# leakR

Welcome to **leakR**, an R package designed to help researchers, data scientists, and machine learning practitioners rigorously detect and diagnose data leakage in their workflows.

Data leakage is a pervasive yet often overlooked issue that undermines the integrity and reproducibility of predictive models by allowing unintended information to "leak" between training and testing phases. leakR provides a modular, extensible toolkit for detecting the most common and impactful forms of leakage, starting with tabular data contamination, target leakage, and temporal misalignments, while laying the foundation for a universal leakage detection framework across diverse data domains.

## Installation

### From CRAN (Recommended)

```r
install.packages("leakr")
```

### From GitHub (Development Version)

For the latest features and bug fixes:
  
  ```r
# Install devtools if you don't have it
install.packages("devtools")

# Install leakR from GitHub
devtools::install_github("cherylisabella/leakR")
```

## Quick Start

```r
library(leakr)

# Basic audit of your dataset
report <- leakr_audit(iris, target = "Species")
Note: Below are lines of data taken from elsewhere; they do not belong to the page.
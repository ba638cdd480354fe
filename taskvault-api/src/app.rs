/// Application state and router builder
///
/// This module defines the shared application state and provides
/// a function to build the Axum router with all routes and middleware.
///
/// # Example
///
/// ```no_run
/// use std::sync::Arc;
/// use taskvault_api::{app::AppState, config::Config};
/// use taskvault_shared::store::postgres::PgStore;
/// use sqlx::PgPool;
///
/// # async fn example() -> anyhow::Result<()> {
/// let config = Config::from_env()?;
/// let pool = PgPool::connect(&config.database.url).await?;
/// let state = AppState::new(Arc::new(PgStore::new(pool)), config);
/// let app = taskvault_api::app::build_router(state);
/// # Ok(())
/// # }
/// ```

use crate::{config::Config, error::ApiError, middleware::security::SecurityHeadersLayer};
use axum::{
    extract::Request,
    http::{header, HeaderValue, Method},
    middleware,
    response::{IntoResponse, Response},
    routing::{get, post, put},
    Router,
};
use chrono::Duration;
use std::{any::Any, sync::Arc, time};
use taskvault_shared::{
    auth::{jwt::TokenIssuer, middleware::require_bearer},
    directory::IdentityDirectory,
    store::{Store, TaskStore, UserStore},
    tasks::TaskService,
};
use tower_http::{
    catch_panic::CatchPanicLayer,
    cors::CorsLayer,
    request_id::{MakeRequestUuid, PropagateRequestIdLayer, SetRequestIdLayer},
    timeout::TimeoutLayer,
    trace::{DefaultOnResponse, TraceLayer},
};
use tracing::Level;

/// Requests running longer than this are answered with 408
pub const REQUEST_TIMEOUT: time::Duration = time::Duration::from_secs(10);

/// Shared application state
///
/// This is cloned for each request handler via Axum's `State` extractor.
/// Every field is reference-counted, so cloning is cheap.
#[derive(Clone)]
pub struct AppState {
    /// Registration and login
    pub directory: IdentityDirectory,

    /// Owner-scoped task operations
    pub tasks: TaskService,

    /// Bearer token issuer, shared with the auth gate
    pub tokens: Arc<TokenIssuer>,

    /// Backend handle for health checks
    pub store: Arc<dyn Store>,

    /// Application configuration
    pub config: Arc<Config>,
}

impl AppState {
    /// Wires the services over one store backend
    pub fn new<S: Store + 'static>(store: Arc<S>, config: Config) -> Self {
        let users: Arc<dyn UserStore> = store.clone();
        let tasks: Arc<dyn TaskStore> = store.clone();
        let tokens = TokenIssuer::new(
            config.jwt.secret.clone(),
            Duration::minutes(config.jwt.expiry_minutes),
        );

        Self {
            directory: IdentityDirectory::new(users, config.password_policy),
            tasks: TaskService::new(tasks),
            tokens: Arc::new(tokens),
            store,
            config: Arc::new(config),
        }
    }
}

/// Builds the complete Axum router with all routes and middleware
///
/// # Architecture
///
/// ```text
/// /
/// ├── GET    /health            # Health check (public)
/// ├── POST   /register          # Create account (public)
/// ├── POST   /login             # Get bearer token (public)
/// └── /api/tasks                # Bearer token required
///     ├── GET    /              # List own tasks
///     ├── POST   /              # Create task
///     ├── PUT    /:id           # Partial update
///     └── DELETE /:id           # Delete
/// ```
///
/// # Middleware Stack
///
/// Outermost first:
/// 1. Security headers
/// 2. CORS
/// 3. Request ID assignment (`x-request-id`, UUID)
/// 4. Tracing span per request, tagged with the request ID
/// 5. Request ID propagation to the response
/// 6. Panic recovery (500 JSON)
/// 7. Timeout (408 after 10s)
/// 8. Bearer authentication (task routes only)
pub fn build_router(state: AppState) -> Router {
    use crate::routes;

    let public_routes = Router::new()
        .route("/health", get(routes::health::health_check))
        .route("/register", post(routes::auth::register))
        .route("/login", post(routes::auth::login));

    let task_routes = Router::new()
        .route(
            "/tasks",
            get(routes::tasks::list_tasks).post(routes::tasks::create_task),
        )
        .route(
            "/tasks/:id",
            put(routes::tasks::update_task).delete(routes::tasks::delete_task),
        )
        .layer(middleware::from_fn_with_state(
            state.tokens.clone(),
            require_bearer,
        ));

    // Configure CORS based on environment
    let cors = if state.config.api.cors_origins.iter().any(|o| o == "*") {
        CorsLayer::permissive()
    } else {
        let origins: Vec<HeaderValue> = state
            .config
            .api
            .cors_origins
            .iter()
            .filter_map(|origin| origin.parse().ok())
            .collect();

        CorsLayer::new()
            .allow_origin(origins)
            .allow_methods([
                Method::GET,
                Method::POST,
                Method::PUT,
                Method::DELETE,
                Method::OPTIONS,
            ])
            .allow_headers([header::AUTHORIZATION, header::CONTENT_TYPE])
            .max_age(time::Duration::from_secs(3600))
    };

    let production = state.config.api.production;

    Router::new()
        .merge(public_routes)
        .nest("/api", task_routes)
        .layer(TimeoutLayer::new(REQUEST_TIMEOUT))
        .layer(CatchPanicLayer::custom(handle_panic))
        .layer(PropagateRequestIdLayer::x_request_id())
        .layer(
            TraceLayer::new_for_http()
                .make_span_with(|request: &Request| {
                    let request_id = request
                        .headers()
                        .get("x-request-id")
                        .and_then(|v| v.to_str().ok())
                        .unwrap_or("-");
                    tracing::info_span!(
                        "http_request",
                        method = %request.method(),
                        uri = %request.uri(),
                        request_id = %request_id,
                    )
                })
                .on_response(DefaultOnResponse::new().level(Level::INFO)),
        )
        .layer(SetRequestIdLayer::x_request_id(MakeRequestUuid))
        .layer(cors)
        .layer(SecurityHeadersLayer::new(production))
        .with_state(state)
}

fn handle_panic(_payload: Box<dyn Any + Send + 'static>) -> Response {
    ApiError::InternalError("request handler panicked".to_string()).into_response()
}
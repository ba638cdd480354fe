/// JWT token generation and validation module
///
/// Access tokens are HS256-signed JWTs carrying the user ID, issue time,
/// expiry and a fixed issuer. Verification takes the current time as an
/// argument so expiry behaviour is deterministic under test.
///
/// # Security
///
/// - **Algorithm**: HS256 only. A token whose header declares any other
///   algorithm is rejected before its signature is considered.
/// - **Expiration**: valid while `now < exp`, no leeway.
/// - **Errors**: every verification failure collapses into
///   [`JwtError::InvalidToken`], so callers cannot tell an expired token from a
///   forged one.
///
/// # Example
///
/// ```
/// use chrono::{Duration, Utc};
/// use taskvault_shared::auth::jwt::TokenIssuer;
///
/// # fn example() -> Result<(), Box<dyn std::error::Error>> {
/// let issuer = TokenIssuer::new("your-secret-key-at-least-32-bytes", Duration::minutes(30));
/// let now = Utc::now();
///
/// let issued = issuer.issue(42, now)?;
/// assert_eq!(issuer.verify(&issued.token, now)?, 42);
/// # Ok(())
/// # }
/// ```

use chrono::{DateTime, Duration, Utc};
use jsonwebtoken::{decode, encode, Algorithm, DecodingKey, EncodingKey, Header, Validation};
use serde::{Deserialize, Serialize};

/// Issuer written into and required on every token
pub const TOKEN_ISSUER: &str = "taskvault";

/// Error type for JWT operations
#[derive(Debug, thiserror::Error)]
pub enum JwtError {
    /// Failed to create token
    #[error("Failed to create token: {0}")]
    CreateError(String),

    /// Token is malformed, forged, expired, or otherwise unacceptable
    #[error("Invalid token")]
    InvalidToken,
}

/// JWT claims structure
///
/// - `user_id`: owner identity
/// - `iss`: always "taskvault"
/// - `iat`: issued at (Unix seconds)
/// - `exp`: expiry (Unix seconds), `iat + ttl`
#[derive(Debug, Clone, PartialEq, Eq, Serialize, Deserialize)]
pub struct Claims {
    /// Authenticated user ID
    pub user_id: i64,

    /// Issuer
    pub iss: String,

    /// Issued at (Unix timestamp)
    pub iat: i64,

    /// Expiration time (Unix timestamp)
    pub exp: i64,
}

impl Claims {
    /// Creates claims for `user_id` issued at `issued_at` and living for `ttl`
    pub fn new(user_id: i64, issued_at: DateTime<Utc>, ttl: Duration) -> Self {
        let iat = issued_at.timestamp();

        Self {
            user_id,
            iss: TOKEN_ISSUER.to_string(),
            iat,
            exp: iat + ttl.num_seconds(),
        }
    }

    /// Checks whether the claims have expired at `now`
    pub fn is_expired_at(&self, now: DateTime<Utc>) -> bool {
        now.timestamp() >= self.exp
    }
}

/// Creates a JWT token from claims
///
/// Signs the token using HS256 with the provided secret.
///
/// # Errors
///
/// Returns `JwtError::CreateError` if encoding fails
pub fn create_token(claims: &Claims, secret: &str) -> Result<String, JwtError> {
    let header = Header::new(Algorithm::HS256);
    let key = EncodingKey::from_secret(secret.as_bytes());

    encode(&header, claims, &key)
        .map_err(|e| JwtError::CreateError(format!("Token encoding failed: {}", e)))
}

/// Validates a JWT token at time `now` and extracts claims
///
/// Verifies, in order:
/// - The header declares HS256
/// - The signature matches `secret`
/// - `exp`, `iat` and `iss` are present and the issuer is "taskvault"
/// - `now` is strictly before `exp`
///
/// # Errors
///
/// Returns `JwtError::InvalidToken` for every failure. The underlying reason is
/// logged at debug level only.
pub fn validate_token(token: &str, secret: &str, now: DateTime<Utc>) -> Result<Claims, JwtError> {
    let key = DecodingKey::from_secret(secret.as_bytes());

    let mut validation = Validation::new(Algorithm::HS256);
    validation.set_issuer(&[TOKEN_ISSUER]);
    validation.set_required_spec_claims(&["exp", "iat", "iss"]);
    // Expiry is checked below against the caller's clock
    validation.validate_exp = false;
    validation.validate_nbf = false;

    let token_data = decode::<Claims>(token, &key, &validation).map_err(|e| {
        tracing::debug!("Token rejected: {:?}", e.kind());
        JwtError::InvalidToken
    })?;

    if token_data.claims.is_expired_at(now) {
        tracing::debug!("Token rejected: expired at {}", token_data.claims.exp);
        return Err(JwtError::InvalidToken);
    }

    Ok(token_data.claims)
}

/// A freshly minted access token
#[derive(Debug, Clone, PartialEq, Eq)]
pub struct IssuedToken {
    /// Encoded JWT
    pub token: String,

    /// Seconds until expiry
    pub expires_in: i64,
}

/// Token issuer/verifier bound to the server secret and token lifetime
///
/// Read-only after construction; share it behind an `Arc`.
#[derive(Clone)]
pub struct TokenIssuer {
    secret: String,
    ttl: Duration,
}

impl std::fmt::Debug for TokenIssuer {
    fn fmt(&self, f: &mut std::fmt::Formatter<'_>) -> std::fmt::Result {
        f.debug_struct("TokenIssuer")
            .field("secret", &"<redacted>")
            .field("ttl", &self.ttl)
            .finish()
    }
}

impl TokenIssuer {
    /// Creates an issuer with the given signing secret and token lifetime
    pub fn new(secret: impl Into<String>, ttl: Duration) -> Self {
        Self {
            secret: secret.into(),
            ttl,
        }
    }

    /// Token lifetime
    pub fn ttl(&self) -> Duration {
        self.ttl
    }

    /// Issues a token for `user_id` at time `now`
    pub fn issue(&self, user_id: i64, now: DateTime<Utc>) -> Result<IssuedToken, JwtError> {
        let claims = Claims::new(user_id, now, self.ttl);
        let token = create_token(&claims, &self.secret)?;

        Ok(IssuedToken {
            token,
            expires_in: self.ttl.num_seconds(),
        })
    }

    /// Verifies `token` at time `now` and returns the user ID it carries
    pub fn verify(&self, token: &str, now: DateTime<Utc>) -> Result<i64, JwtError> {
        validate_token(token, &self.secret, now).map(|claims| claims.user_id)
    }
}
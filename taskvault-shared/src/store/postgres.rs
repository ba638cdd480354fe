//! PostgreSQL backend.

use async_trait::async_trait;
use sqlx::PgPool;

use super::{Store, StoreError, StoreResult, TaskStore, UserStore};
use crate::db::pool::health_check;
use crate::models::task::{NewTask, Task, TaskFilter};
use crate::models::user::{CreateUser, User};

/// Store backed by a PostgreSQL pool
#[derive(Debug, Clone)]
pub struct PgStore {
    pool: PgPool,
}

impl PgStore {
    pub fn new(pool: PgPool) -> Self {
        Self { pool }
    }

    pub fn pool(&self) -> &PgPool {
        &self.pool
    }
}

/// Maps a unique violation on the users table to the field it concerns
fn map_user_insert_error(err: sqlx::Error) -> StoreError {
    if let sqlx::Error::Database(db_err) = &err {
        if db_err.is_unique_violation() {
            let field = match db_err.constraint() {
                Some(name) if name.contains("email") => "email",
                _ => "username",
            };
            return StoreError::Duplicate(field);
        }
    }
    StoreError::Database(err)
}

#[async_trait]
impl UserStore for PgStore {
    async fn insert_user(&self, data: CreateUser) -> StoreResult<User> {
        User::create(&self.pool, data)
            .await
            .map_err(map_user_insert_error)
    }

    async fn user_by_username(&self, username: &str) -> StoreResult<Option<User>> {
        Ok(User::find_by_username(&self.pool, username).await?)
    }

    async fn user_by_email(&self, email: &str) -> StoreResult<Option<User>> {
        Ok(User::find_by_email(&self.pool, email).await?)
    }
}

#[async_trait]
impl TaskStore for PgStore {
    async fn insert_task(&self, data: NewTask) -> StoreResult<Task> {
        Ok(Task::create(&self.pool, data).await?)
    }

    async fn task_owned(&self, id: i64, user_id: i64) -> StoreResult<Option<Task>> {
        Ok(Task::find_owned(&self.pool, id, user_id).await?)
    }

    async fn tasks_owned(
        &self,
        user_id: i64,
        filter: TaskFilter,
        limit: i64,
        offset: i64,
    ) -> StoreResult<(Vec<Task>, i64)> {
        let total = Task::count_owned(&self.pool, user_id, &filter).await?;
        let tasks = Task::list_owned(&self.pool, user_id, &filter, limit, offset).await?;
        Ok((tasks, total))
    }

    async fn update_task(&self, task: &Task) -> StoreResult<Option<Task>> {
        Ok(Task::update_versioned(&self.pool, task).await?)
    }

    async fn delete_task(&self, id: i64, user_id: i64) -> StoreResult<bool> {
        Ok(Task::delete_owned(&self.pool, id, user_id).await?)
    }
}

#[async_trait]
impl Store for PgStore {
    async fn ping(&self) -> StoreResult<()> {
        Ok(health_check(&self.pool).await?)
    }
}
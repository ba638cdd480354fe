/// Middleware modules for the API server
///
/// Bearer-token authentication lives in the shared crate
/// (`taskvault_shared::auth::middleware`); this module holds the purely
/// HTTP-level layers:
/// - Security headers

pub mod security;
# View summary of issues found
leakr_summarise(report)

# Generate diagnostic visualizations
leakr_plot(report)

# Access detailed results
print(report)
```

## Main Functions

| Function | Purpose |
|----------|---------|
| `leakr_audit()` | Main auditing function - detects leakage across your dataset |
| `leakr_summarise()` | Generate human-readable summaries of detected issues |
| `leakr_plot()` | Create diagnostic visualizations highlighting problems |
| `leakr_from_caret()` | Import and audit caret workflow objects |
| `leakr_from_tidymodels()` | Import and audit tidymodels workflow objects |
| `leakr_from_mlr3()` | Import and audit mlr3 workflow objects |

## Learn More

Get started with the comprehensive vignettes:

```r
# Getting started guide
vignette("getting-started", package = "leakr")

# Advanced detection techniques
vignette("advanced-detection", package = "leakr") 

# Framework integration examples
vignette("framework-integration", package = "leakr")
```

## Why leakR?

- **Automates leakage detection**, filling a key methodological gap
- **Designed for clarity, reproducibility, and transparent ML research**
- **Modular architecture** supports gradual expansion (time series, NLP, images)
- **Useful for both academic and industry workflows**

## What leakR Detects

- **Train/test contamination** - Overlapping records between training and test sets
- **Target leakage** - Features that contain information about the target variable that wouldn't be available at prediction time
- **Duplicate rows/records** - Exact and near-duplicate observations that can inflate performance metrics
- **Temporal misalignments** - Time-based data leaks in time series analysis

## Key Features

- **Visual summaries** of suspicious patterns and leakage hotspots
- **Detailed leakage reports** suitable for audits, peer review, or publications
- **Clean APIs** for seamless integration into existing ML workflows
- **Example vignettes** demonstrating real leakage phenomena with code illustrations
- **Framework integration** with caret, tidymodels, and mlr3

## Development Roadmap

- **Phase 1**: Core tabular leakage detectors ✓
- **Phase 2**: Time series leakage detection (in progress)
- **Phase 3**: Domain-specific extensions (NLP, image pipelines)
- **Phase 4**: Pipeline integration and multi-language support

## Citation

If you use leakR in your research, please cite:

```
@Manual{leakr2025,
  title = {leakR: Data Leakage Detection Tools for Machine Learning},
  author = {Cheryl Isabella Lim},
  year = {2025},
  note = {R package version 0.1.0},
  url = {https://github.com/cherylisabella/leakR},
}
```

## License

This project is licensed under the MIT License - see the [LICENSE](LICENSE) file for details.

#
leakR is currently under development. Feedback and contributions are welcome from the community!